Crossing from Nepal into India
The travel itinerary for the day had us leaving Chitwan in Nepal and arriving in Varanasi, India a short 21 hours later. We were reminded of our recent Cambodia to Thailand crossing and vowed to do the simplest and most direct route, whatever the cost.This was it… the only way to land cross into India from Nepal. The trip would include a jeep, a couple buses, a couple bicycle rickshaws, an overnight train and an auto-rickshaw (tuk tuk).It would be another adventure!
The morning started at 5:00am. We finished our dugout canoe excursion and were in the open jeep shortly after. The jeep portion of the journey was quick and uneventful. It was a transfer from the hotel to the makeshift bus 'terminal' in Chitwan. Our first bus leg was disappointing. Once again we were on a 'tourist' bus in Nepal. If you've read our Nepal blogs you'll understand our frustrations.
We were cramped and squished into seats that could barely fit one of us, let alone both of us. Our knees were in our chests, our bags were jammed under our feet, the chairs did not recline, unmovable armrests were sticking into our sides, and there was no air conditioning so all of the windows were open allowing dust and exhaust fumes to enter. We spent the six hours saying "are we there yet?" and "please… no more people!" Imagine the rush hour commute on public transport in any major Canadian city; at some point there just isn't any more room. In Nepal however, they always seem to find room for one more! Once every square inch onboard is occupied they just switch to the rooftop. We'd like to say that it was a 'culturally enriching' experience… but it just sucked.
We were told that we would be dropped right at the Sunauli border crossing numerous times, by numerous people. So when the bus pulled into an empty bus terminal with no border in sight, we were puzzled. Already agitated and grumpy, you can imagine our frustrations when we were swarmed by a dozen rickshaw drivers as we got off the bus. They were all shouting and grabbing at our bags, trying to get us to use them for transportation. Apparently the bus station was another 4km away from the border crossing. We contemplated walking (purely out of spite because we didn't like the approach of the rickshaw drivers) but it was brutally hot… and did I mention 4km away!

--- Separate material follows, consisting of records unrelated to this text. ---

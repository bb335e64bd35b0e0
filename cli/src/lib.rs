//! CLI utilities for sesame.
//!
//! This crate provides the configuration, path and output plumbing shared by
//! the sesame command-line tools.

pub mod config;
pub mod output;
pub mod paths;

pub use config::{load_config, Config};
pub use output::{Output, OutputFormat};
pub use paths::Paths;
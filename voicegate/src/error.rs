use thiserror::Error;

use crate::capture::CaptureState;
use crate::store::StoreError;

/// Errors returned by voicegate operations.
#[derive(Debug, Error)]
pub enum VoicegateError {
    #[error("recording too short: need at least {min} samples, got {got}")]
    TooShort { min: usize, got: usize },

    #[error("no signal: need at least {min} samples above the silence floor, got {got}")]
    NoSignal { min: usize, got: usize },

    #[error("sample {index} has volume {volume}, expected a finite value in [0, 1]")]
    InvalidSample { index: usize, volume: f64 },

    #[error("no reference fingerprint enrolled")]
    NoReferenceEnrolled,

    #[error("capture is {actual}, expected {expected}")]
    InvalidState {
        expected: CaptureState,
        actual: CaptureState,
    },

    #[error("sample timestamp {got}ms is earlier than previous {previous}ms")]
    OutOfOrder { previous: u64, got: u64 },

    #[error("capture is still active")]
    CaptureActive,

    #[error("invalid fingerprint: {0}")]
    InvalidFingerprint(String),

    #[error(transparent)]
    Store(#[from] StoreError),
}

impl VoicegateError {
    /// Reports whether the caller can recover by prompting the user.
    ///
    /// Store failures are the only errors that a retry prompt cannot fix.
    pub fn is_recoverable(&self) -> bool {
        !matches!(self, Self::Store(_))
    }

    /// Returns a short prompt suitable for showing to the speaker.
    pub fn user_prompt(&self) -> &'static str {
        match self {
            Self::TooShort { .. } => "Recording too short. Try again!",
            Self::NoSignal { .. } => "No sound detected. Speak louder!",
            Self::InvalidSample { .. } => "Microphone input was garbled. Try again!",
            Self::NoReferenceEnrolled => "No voice pattern enrolled yet. Enroll first.",
            Self::InvalidState { .. } | Self::OutOfOrder { .. } | Self::CaptureActive => {
                "Capture was interrupted. Try again!"
            }
            Self::InvalidFingerprint(_) => "Voice pattern is unusable. Enroll again.",
            Self::Store(_) => "Voice pattern storage is unavailable.",
        }
    }
}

Eventually we were explained the process and the fees by a calm Nepali man who spoke good English (many of the rickshaw drivers were Indian). We caved and agreed on two bicycle rickshaws… our bags were far too big for one. Riding side by side, our drivers inched their way to the border. We had agreed on a price of 30 Nepal rupees for each bicycle ahead of time (something that must ALWAYS be done in Asia if you don't feel like getting fleeced). One of the drivers said that they "we're the good guys. Many of those other guys will try to rip you off, not us though" they ensured us (Of course not!).
We are always skeptical, sometimes to a fault, because we've heard this pitch many times before… too many times actually. Sure enough, when we arrived at the Nepal immigration they said that it would be 30 more rupees to get to the bus stop on the Indian side. We had originally agreed on transport directly to the bus stop in India, so this was a new twist to our deal. Sensing that they were going to have 'hidden fees' or 'switched currency to Indian rupees' (worth almost double), we decided that we no longer needed their services and let them go for the agreed 60 Nepal rupees. But not before they tried to convince us that Nepal money was worthless in India so we should give them all of our remaining Nepal rupees… now that was a new one! The funniest part about the statement was that directly behind him were several currency exchanges.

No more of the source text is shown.